The required result is one figure, the count of lines below with the string "SessionPhase" in them.

*The records:*
*** Begin section ***

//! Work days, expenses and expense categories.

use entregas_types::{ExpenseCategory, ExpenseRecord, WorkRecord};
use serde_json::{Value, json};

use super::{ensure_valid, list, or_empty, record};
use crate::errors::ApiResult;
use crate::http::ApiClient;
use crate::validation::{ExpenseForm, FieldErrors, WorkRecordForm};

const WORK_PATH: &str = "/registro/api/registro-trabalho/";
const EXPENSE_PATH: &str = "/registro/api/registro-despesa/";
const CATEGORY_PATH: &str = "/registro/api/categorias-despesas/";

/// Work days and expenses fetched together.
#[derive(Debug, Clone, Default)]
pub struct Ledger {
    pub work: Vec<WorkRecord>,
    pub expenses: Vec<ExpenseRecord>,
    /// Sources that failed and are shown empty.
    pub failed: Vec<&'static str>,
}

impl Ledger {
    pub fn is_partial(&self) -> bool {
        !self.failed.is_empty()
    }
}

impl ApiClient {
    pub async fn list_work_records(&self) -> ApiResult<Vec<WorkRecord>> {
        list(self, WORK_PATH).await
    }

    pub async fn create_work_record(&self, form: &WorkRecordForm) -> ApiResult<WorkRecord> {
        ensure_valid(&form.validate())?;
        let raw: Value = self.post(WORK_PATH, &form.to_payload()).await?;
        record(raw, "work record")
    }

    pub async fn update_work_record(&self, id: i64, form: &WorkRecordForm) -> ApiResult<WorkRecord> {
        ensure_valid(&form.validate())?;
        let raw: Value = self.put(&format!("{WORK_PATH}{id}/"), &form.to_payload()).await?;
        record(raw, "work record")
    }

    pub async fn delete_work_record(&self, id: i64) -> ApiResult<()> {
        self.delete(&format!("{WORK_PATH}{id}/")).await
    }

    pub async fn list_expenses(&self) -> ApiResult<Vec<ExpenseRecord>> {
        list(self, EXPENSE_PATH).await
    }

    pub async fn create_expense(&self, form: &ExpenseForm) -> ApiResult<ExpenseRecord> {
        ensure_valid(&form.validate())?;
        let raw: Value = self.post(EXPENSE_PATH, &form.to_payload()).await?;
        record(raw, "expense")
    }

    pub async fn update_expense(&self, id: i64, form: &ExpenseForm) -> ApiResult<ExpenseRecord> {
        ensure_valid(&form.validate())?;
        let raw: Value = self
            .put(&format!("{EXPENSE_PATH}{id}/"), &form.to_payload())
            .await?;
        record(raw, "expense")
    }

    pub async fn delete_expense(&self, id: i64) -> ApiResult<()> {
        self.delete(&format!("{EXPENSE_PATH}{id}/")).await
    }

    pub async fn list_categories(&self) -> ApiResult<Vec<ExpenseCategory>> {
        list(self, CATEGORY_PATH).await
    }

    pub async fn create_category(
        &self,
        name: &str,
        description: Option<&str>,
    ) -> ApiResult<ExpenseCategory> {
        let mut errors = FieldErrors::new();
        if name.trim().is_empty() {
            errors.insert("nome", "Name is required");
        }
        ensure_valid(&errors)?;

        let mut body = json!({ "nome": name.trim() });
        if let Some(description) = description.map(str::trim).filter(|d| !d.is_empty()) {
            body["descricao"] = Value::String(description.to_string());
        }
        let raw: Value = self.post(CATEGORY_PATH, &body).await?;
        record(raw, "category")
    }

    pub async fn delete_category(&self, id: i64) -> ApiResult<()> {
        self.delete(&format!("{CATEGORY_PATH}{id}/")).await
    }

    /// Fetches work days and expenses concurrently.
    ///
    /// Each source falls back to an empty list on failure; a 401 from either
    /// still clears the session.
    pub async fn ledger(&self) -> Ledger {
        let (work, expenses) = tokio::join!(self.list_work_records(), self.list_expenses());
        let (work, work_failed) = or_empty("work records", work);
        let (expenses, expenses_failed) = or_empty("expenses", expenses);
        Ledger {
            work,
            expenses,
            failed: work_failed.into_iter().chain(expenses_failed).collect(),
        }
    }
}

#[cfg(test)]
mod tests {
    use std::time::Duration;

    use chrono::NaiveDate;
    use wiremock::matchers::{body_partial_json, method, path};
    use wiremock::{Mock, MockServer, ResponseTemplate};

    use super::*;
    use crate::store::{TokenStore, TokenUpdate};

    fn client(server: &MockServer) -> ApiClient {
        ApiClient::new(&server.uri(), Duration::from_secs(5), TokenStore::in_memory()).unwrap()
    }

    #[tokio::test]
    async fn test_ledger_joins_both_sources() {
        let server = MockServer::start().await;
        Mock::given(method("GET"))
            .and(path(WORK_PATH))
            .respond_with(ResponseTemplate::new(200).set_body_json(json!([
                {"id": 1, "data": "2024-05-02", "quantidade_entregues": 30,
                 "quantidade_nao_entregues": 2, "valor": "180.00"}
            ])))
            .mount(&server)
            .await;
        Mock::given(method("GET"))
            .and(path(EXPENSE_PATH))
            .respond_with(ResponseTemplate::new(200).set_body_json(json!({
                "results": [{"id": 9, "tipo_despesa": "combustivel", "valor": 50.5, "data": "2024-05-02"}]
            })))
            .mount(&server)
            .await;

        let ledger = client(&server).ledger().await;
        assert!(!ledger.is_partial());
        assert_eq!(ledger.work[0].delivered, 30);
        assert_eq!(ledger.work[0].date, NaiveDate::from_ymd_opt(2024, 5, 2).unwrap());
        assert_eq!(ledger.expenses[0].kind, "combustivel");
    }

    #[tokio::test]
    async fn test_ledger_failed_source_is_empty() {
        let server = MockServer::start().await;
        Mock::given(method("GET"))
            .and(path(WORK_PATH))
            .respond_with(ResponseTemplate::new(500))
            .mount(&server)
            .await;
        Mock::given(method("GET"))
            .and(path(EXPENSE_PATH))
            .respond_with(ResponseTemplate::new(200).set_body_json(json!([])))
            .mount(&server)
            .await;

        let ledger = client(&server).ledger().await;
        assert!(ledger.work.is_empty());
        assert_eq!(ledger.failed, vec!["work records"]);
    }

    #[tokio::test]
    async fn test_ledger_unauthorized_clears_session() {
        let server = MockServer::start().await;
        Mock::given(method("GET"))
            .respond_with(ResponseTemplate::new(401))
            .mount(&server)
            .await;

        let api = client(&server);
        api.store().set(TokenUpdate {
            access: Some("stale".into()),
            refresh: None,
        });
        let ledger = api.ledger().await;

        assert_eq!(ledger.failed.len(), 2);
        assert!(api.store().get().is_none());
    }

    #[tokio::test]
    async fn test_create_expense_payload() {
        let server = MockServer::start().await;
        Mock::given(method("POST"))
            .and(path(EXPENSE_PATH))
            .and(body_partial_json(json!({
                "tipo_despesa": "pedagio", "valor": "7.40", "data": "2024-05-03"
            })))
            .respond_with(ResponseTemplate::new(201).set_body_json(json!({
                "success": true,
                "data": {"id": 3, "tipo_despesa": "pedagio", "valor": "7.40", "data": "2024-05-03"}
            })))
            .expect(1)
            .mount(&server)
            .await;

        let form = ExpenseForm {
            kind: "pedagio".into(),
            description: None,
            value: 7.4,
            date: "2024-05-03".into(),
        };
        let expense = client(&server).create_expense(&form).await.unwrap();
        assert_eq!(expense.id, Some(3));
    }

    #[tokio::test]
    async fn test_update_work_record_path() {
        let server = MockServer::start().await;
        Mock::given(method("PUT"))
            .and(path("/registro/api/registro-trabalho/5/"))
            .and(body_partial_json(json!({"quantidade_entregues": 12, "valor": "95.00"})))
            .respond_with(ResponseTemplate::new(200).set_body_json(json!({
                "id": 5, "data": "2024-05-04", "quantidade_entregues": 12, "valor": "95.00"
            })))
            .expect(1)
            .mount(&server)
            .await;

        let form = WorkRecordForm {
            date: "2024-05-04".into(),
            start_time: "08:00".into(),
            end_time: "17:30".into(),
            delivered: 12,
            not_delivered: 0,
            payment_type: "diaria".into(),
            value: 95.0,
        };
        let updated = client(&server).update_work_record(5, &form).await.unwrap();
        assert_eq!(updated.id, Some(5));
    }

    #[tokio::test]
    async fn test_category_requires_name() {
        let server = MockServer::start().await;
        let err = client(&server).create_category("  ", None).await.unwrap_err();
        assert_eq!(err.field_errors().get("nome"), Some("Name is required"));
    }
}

*** End section ***
*** Begin section ***

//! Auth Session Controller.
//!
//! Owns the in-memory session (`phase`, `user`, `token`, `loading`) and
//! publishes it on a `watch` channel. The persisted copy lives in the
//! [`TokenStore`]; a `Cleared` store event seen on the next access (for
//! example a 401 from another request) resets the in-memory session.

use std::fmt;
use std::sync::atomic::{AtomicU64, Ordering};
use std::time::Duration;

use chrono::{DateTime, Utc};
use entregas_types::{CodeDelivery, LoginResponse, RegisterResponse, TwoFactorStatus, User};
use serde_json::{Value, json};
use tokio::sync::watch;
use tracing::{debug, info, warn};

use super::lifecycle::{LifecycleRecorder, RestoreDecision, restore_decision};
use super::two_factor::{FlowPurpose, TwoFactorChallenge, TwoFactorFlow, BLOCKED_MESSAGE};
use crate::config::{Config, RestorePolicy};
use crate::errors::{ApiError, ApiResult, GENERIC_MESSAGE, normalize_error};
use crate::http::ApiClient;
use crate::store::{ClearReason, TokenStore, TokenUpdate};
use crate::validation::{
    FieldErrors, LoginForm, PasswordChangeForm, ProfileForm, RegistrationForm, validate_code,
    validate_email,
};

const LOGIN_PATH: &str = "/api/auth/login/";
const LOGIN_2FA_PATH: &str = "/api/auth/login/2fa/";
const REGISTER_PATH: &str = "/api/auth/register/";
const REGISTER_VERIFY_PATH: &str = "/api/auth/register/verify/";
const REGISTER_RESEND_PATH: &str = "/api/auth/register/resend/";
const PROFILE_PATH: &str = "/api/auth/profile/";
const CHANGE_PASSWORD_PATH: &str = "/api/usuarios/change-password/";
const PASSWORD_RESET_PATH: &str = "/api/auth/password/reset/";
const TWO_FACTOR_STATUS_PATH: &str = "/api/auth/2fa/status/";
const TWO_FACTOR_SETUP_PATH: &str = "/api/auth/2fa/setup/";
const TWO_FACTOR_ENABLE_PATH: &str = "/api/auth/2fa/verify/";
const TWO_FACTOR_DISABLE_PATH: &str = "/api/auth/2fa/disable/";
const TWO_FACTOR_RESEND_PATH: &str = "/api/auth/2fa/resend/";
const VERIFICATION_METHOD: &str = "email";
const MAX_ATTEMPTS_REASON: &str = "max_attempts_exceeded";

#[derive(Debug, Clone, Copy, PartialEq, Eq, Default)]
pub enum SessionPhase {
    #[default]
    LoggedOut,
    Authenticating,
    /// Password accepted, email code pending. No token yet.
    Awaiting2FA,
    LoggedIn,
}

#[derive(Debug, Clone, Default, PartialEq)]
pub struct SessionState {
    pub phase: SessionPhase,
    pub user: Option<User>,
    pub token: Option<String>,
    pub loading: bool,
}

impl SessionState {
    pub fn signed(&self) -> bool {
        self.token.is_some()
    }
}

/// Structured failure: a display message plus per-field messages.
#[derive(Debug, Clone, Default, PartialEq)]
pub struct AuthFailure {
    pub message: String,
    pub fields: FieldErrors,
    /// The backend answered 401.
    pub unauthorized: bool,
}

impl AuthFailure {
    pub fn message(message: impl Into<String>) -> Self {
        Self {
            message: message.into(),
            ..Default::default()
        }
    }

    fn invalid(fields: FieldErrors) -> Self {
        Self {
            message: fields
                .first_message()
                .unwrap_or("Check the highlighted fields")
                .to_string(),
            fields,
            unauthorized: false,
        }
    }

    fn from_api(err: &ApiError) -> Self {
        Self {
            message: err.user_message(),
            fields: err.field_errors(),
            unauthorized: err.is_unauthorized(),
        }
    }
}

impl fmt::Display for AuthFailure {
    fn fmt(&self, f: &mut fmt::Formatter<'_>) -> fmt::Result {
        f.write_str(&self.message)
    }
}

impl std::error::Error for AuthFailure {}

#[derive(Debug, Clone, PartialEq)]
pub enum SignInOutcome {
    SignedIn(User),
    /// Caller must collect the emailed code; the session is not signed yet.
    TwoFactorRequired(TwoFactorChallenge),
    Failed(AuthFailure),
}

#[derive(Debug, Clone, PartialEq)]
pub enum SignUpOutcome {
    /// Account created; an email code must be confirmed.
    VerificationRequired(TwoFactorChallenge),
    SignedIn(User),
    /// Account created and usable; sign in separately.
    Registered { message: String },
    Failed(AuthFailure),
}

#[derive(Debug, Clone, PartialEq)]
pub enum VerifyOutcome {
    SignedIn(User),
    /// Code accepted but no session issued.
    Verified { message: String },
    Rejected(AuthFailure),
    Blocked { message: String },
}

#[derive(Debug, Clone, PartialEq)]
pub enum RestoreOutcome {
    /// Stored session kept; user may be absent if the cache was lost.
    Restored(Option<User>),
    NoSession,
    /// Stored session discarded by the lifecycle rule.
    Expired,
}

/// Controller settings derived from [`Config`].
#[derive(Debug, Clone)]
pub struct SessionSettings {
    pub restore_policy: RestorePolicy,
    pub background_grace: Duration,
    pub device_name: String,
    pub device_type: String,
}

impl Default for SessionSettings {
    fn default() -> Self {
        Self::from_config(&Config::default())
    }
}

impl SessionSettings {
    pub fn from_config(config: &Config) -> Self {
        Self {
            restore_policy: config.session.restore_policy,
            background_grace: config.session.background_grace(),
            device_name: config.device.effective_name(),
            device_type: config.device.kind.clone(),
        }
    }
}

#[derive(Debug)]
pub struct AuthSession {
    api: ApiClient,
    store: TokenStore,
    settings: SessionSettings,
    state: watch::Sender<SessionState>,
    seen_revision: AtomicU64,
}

*** End section ***

*Solution below:*
2